[Task directions] Return the lines of the data below exactly. Start at the first and end with the line containing "pub fn id(mut".

[Exercise inputs]
::::::::::
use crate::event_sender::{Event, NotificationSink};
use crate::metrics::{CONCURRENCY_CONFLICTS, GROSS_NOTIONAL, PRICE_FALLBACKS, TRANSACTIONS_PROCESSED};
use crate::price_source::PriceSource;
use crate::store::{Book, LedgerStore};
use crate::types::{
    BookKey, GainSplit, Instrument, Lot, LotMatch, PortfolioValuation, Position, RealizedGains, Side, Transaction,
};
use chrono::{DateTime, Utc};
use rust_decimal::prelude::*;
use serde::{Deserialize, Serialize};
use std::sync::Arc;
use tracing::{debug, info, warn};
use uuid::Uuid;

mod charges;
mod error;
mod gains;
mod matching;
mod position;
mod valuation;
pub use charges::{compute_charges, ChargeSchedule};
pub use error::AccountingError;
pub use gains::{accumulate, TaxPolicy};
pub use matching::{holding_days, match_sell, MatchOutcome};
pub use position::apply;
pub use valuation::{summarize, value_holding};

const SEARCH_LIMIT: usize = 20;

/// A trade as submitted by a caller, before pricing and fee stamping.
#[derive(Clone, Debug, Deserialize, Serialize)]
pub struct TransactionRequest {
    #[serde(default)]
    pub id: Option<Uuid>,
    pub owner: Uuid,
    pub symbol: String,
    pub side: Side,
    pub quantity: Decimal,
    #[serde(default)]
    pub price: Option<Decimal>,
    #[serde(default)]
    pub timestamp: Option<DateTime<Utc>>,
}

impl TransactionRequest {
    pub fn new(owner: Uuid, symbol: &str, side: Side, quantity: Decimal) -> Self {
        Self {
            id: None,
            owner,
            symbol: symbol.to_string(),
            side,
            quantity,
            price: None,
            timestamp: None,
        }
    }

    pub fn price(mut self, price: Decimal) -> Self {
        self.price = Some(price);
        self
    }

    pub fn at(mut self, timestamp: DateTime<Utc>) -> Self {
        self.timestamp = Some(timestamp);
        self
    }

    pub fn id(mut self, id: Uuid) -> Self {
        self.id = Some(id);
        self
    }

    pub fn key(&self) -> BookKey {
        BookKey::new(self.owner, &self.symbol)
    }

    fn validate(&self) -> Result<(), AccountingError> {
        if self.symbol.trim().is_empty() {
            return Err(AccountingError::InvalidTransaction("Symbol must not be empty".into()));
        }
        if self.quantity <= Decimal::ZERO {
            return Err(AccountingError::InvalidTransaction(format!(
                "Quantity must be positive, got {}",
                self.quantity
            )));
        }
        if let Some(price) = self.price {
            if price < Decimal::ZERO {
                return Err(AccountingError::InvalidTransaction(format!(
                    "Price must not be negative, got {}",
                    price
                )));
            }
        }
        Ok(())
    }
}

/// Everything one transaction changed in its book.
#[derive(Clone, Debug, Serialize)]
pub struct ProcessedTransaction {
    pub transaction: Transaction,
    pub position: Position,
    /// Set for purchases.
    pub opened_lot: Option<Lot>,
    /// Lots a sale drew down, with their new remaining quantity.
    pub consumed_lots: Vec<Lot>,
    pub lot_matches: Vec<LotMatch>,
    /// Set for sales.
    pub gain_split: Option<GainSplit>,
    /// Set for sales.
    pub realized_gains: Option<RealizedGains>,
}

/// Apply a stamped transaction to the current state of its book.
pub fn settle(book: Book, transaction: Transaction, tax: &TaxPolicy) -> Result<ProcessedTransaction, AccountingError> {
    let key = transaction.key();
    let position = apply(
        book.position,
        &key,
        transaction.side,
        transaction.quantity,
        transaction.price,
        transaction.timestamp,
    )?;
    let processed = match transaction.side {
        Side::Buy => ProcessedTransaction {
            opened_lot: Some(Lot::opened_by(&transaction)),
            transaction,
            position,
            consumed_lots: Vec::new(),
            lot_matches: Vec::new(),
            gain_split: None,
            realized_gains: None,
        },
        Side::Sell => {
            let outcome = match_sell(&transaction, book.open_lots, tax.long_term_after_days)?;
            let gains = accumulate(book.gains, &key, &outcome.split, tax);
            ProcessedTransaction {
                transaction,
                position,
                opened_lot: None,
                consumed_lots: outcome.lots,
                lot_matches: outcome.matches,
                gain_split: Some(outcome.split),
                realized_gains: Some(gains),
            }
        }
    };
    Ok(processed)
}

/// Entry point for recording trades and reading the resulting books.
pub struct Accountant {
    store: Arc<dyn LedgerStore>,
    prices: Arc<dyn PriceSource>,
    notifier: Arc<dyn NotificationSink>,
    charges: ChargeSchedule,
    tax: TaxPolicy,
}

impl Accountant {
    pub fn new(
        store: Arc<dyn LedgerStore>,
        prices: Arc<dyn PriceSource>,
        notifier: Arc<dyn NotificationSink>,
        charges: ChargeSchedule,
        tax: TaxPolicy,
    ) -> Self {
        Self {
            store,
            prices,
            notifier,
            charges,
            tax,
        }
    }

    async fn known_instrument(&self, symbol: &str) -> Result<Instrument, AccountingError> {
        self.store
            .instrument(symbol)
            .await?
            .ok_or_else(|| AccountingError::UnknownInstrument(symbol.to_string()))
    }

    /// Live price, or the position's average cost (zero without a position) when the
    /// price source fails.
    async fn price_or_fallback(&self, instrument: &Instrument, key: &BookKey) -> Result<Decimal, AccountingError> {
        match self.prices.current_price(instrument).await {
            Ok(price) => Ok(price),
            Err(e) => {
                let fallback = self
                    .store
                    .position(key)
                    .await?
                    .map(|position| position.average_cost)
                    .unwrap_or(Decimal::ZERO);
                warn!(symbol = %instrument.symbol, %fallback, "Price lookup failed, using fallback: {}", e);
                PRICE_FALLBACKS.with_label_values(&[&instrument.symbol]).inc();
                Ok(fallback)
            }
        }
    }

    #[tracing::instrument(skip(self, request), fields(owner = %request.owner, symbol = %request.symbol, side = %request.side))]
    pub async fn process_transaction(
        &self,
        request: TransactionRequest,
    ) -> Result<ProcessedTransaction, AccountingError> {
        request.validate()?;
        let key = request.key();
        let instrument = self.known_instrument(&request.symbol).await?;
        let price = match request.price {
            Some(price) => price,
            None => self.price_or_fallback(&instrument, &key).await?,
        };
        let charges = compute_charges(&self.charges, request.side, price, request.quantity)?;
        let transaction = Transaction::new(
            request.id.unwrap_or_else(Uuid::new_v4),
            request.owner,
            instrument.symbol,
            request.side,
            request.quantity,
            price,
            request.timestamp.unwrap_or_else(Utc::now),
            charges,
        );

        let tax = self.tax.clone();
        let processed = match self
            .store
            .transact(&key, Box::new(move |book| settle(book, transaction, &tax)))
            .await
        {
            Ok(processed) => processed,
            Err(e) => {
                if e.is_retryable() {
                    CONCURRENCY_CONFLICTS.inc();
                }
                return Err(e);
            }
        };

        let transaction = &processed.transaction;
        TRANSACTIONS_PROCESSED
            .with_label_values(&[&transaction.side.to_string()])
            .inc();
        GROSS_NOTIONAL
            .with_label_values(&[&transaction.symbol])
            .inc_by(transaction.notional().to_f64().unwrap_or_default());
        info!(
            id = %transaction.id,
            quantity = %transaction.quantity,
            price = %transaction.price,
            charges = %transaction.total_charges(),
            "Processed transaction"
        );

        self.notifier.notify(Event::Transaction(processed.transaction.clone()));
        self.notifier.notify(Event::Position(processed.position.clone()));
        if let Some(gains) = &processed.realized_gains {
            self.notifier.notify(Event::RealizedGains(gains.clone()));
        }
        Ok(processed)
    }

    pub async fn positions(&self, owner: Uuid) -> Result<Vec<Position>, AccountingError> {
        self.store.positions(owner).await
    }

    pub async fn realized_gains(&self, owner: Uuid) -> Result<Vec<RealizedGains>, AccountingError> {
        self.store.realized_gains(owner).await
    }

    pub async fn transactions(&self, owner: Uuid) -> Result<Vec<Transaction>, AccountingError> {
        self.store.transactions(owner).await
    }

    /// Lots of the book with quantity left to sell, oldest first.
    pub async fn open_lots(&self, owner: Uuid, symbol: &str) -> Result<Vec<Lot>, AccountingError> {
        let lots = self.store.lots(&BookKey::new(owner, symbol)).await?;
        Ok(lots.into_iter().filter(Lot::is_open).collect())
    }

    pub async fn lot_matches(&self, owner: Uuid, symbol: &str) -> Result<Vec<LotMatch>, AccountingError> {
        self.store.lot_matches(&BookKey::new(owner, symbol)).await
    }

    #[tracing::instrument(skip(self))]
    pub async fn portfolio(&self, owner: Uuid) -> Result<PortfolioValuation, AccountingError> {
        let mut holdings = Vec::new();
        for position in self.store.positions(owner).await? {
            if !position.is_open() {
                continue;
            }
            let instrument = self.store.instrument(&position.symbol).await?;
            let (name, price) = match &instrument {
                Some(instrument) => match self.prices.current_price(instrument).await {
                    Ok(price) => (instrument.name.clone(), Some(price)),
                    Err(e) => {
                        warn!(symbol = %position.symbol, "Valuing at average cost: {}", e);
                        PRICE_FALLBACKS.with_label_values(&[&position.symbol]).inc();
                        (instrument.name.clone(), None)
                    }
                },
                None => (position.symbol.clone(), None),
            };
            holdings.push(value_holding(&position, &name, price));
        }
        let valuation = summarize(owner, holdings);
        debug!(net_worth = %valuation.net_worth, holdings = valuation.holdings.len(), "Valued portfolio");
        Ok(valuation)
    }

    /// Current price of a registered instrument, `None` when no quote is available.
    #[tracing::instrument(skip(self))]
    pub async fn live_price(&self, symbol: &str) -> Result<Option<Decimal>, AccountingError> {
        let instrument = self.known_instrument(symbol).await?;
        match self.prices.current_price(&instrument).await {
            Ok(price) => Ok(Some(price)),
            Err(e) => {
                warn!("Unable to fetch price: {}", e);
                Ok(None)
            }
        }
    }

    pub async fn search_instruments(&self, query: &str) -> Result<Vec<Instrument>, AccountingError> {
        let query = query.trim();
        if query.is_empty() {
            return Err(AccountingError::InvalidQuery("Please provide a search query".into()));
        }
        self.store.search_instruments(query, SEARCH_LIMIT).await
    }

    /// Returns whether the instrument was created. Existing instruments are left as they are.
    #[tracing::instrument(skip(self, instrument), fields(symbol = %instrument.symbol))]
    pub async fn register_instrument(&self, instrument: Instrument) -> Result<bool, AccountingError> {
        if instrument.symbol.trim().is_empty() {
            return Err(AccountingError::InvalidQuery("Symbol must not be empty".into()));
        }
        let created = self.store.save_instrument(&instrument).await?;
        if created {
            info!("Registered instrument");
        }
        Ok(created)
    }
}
::::::::::
[Reply to the task]
use crate::event_sender::{Event, NotificationSink};
use crate::metrics::{CONCURRENCY_CONFLICTS, GROSS_NOTIONAL, PRICE_FALLBACKS, TRANSACTIONS_PROCESSED};
use crate::price_source::PriceSource;
use crate::store::{Book, LedgerStore};
use crate::types::{
    BookKey, GainSplit, Instrument, Lot, LotMatch, PortfolioValuation, Position, RealizedGains, Side, Transaction,
};
use chrono::{DateTime, Utc};
use rust_decimal::prelude::*;
use serde::{Deserialize, Serialize};
use std::sync::Arc;
use tracing::{debug, info, warn};
use uuid::Uuid;

mod charges;
mod error;
mod gains;
mod matching;
mod position;
mod valuation;
pub use charges::{compute_charges, ChargeSchedule};
pub use error::AccountingError;
pub use gains::{accumulate, TaxPolicy};
pub use matching::{holding_days, match_sell, MatchOutcome};
pub use position::apply;
pub use valuation::{summarize, value_holding};

const SEARCH_LIMIT: usize = 20;

/// A trade as submitted by a caller, before pricing and fee stamping.
#[derive(Clone, Debug, Deserialize, Serialize)]
pub struct TransactionRequest {
    #[serde(default)]
    pub id: Option<Uuid>,
    pub owner: Uuid,
    pub symbol: String,
    pub side: Side,
    pub quantity: Decimal,
    #[serde(default)]
    pub price: Option<Decimal>,
    #[serde(default)]
    pub timestamp: Option<DateTime<Utc>>,
}

impl TransactionRequest {
    pub fn new(owner: Uuid, symbol: &str, side: Side, quantity: Decimal) -> Self {
        Self {
            id: None,
            owner,
            symbol: symbol.to_string(),
            side,
            quantity,
            price: None,
            timestamp: None,
        }
    }

    pub fn price(mut self, price: Decimal) -> Self {
        self.price = Some(price);
        self
    }

    pub fn at(mut self, timestamp: DateTime<Utc>) -> Self {
        self.timestamp = Some(timestamp);
        self
    }

    pub fn id(mut self, id: Uuid) -> Self {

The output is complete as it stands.